そろそろ、ギンジとゲイルの確執みたいなものを書くのが、面倒臭くなって来た今日この頃です。

でも、まだまだ引っ張ると決めたので、心が折れそうになりながら頑張ります。


ただ、そろそろラピスとローガンを、本格的にギンジに踏み込ませていきたいと考えているので、彼らの関係はしばらくこのままです。


ただ、ラピスとローガンとのやり取りは、どのように進めたらいいのか悩んでおります。

タイマン形式にするのか、それとも2対1で女VS男にするのか………。


楽しそうな方を選びたいと思っております。

もしかしたら、多少コミカルなタッチになるかも………?


………突然、はっちゃけて濡れ場に突入した場合は、頭が沸いたと思ってくださいませ。


ちなみに、今回の編入試験編は、ただただ作者がスカッとしたいだけでは無く、こうして一部ではあっても貴族達に活動内容を知らせる目的もありました。

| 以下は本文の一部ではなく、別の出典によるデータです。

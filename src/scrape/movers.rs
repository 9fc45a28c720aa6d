//! TradingView market-movers tables (pre-market gainers/losers/gappers,
//! 52-week and all-time highs/lows).
//!
//! All pages share one layout: a table under `.tv-category-content` with
//! the symbol in the first column and the percent change in the second.

use anyhow::Result;
use scraper::Html;
use std::collections::HashSet;
use std::time::Duration;

use super::normalize::{clean_ticker, clean_value, parse_percent};
use super::{css, first_text, open_page, release, PageDriver};
use crate::types::{Extraction, MoverPage, MoverRecord};

const BASE_URL: &str = "https://www.tradingview.com/markets/stocks-usa";

const READY: &str = ".tv-category-content";
const ROW: &str = ".tv-category-content table tbody tr";
const TICKER: &str = "td:nth-child(1) span";
const CHANGE: &str = "td:nth-child(2) span";

/// Full URL of a movers page.
pub fn mover_url(page: MoverPage) -> String {
    format!("{BASE_URL}/{}/", page.slug())
}

/// Extract every row of a rendered movers table.
pub fn parse_movers_table(html: &str) -> Result<Vec<Extraction<MoverRecord>>> {
    let doc = Html::parse_document(html);
    let row_sel = css(ROW)?;
    let ticker_sel = css(TICKER)?;
    let change_sel = css(CHANGE)?;

    let mut seen = HashSet::new();
    let mut rows = Vec::new();
    for (idx, row) in doc.select(&row_sel).enumerate() {
        let Some(raw) = first_text(row, &ticker_sel) else {
            rows.push(Extraction::skipped(idx, "ticker cell not found"));
            continue;
        };
        let Some(ticker) = clean_ticker(&raw) else {
            rows.push(Extraction::skipped(idx, format!("unusable ticker text {raw:?}")));
            continue;
        };
        if !seen.insert(ticker.clone()) {
            rows.push(Extraction::skipped(idx, format!("duplicate ticker {ticker}")));
            continue;
        }

        let change = clean_value(&first_text(row, &change_sel).unwrap_or_default());
        let change_pct = parse_percent(&change);
        rows.push(Extraction::Extracted(MoverRecord { ticker, change, change_pct }));
    }
    Ok(rows)
}

/// Load one movers page and extract its rows.
pub async fn fetch_movers(
    driver: &dyn PageDriver,
    page: MoverPage,
    timeout: Duration,
) -> Result<Vec<Extraction<MoverRecord>>> {
    let url = mover_url(page);
    let mut session = open_page(driver, &url, READY, timeout).await?;
    let html = session.html().await;
    release(session, &url).await;
    parse_movers_table(&html?)
}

以前の討伐隊以降、目立った動きをしていなかったので、そろそろ内政が関わる話も加えて行きたかったので。

ただ、相変わらず作者の妄想、捏造が詰まった内容です。

貴族達もここまで馬鹿では無いとは思うのですが、アサシン・ティーチャー達を際立たせる為の踏み台になってもらいます。


誤字脱字乱文等失礼致します。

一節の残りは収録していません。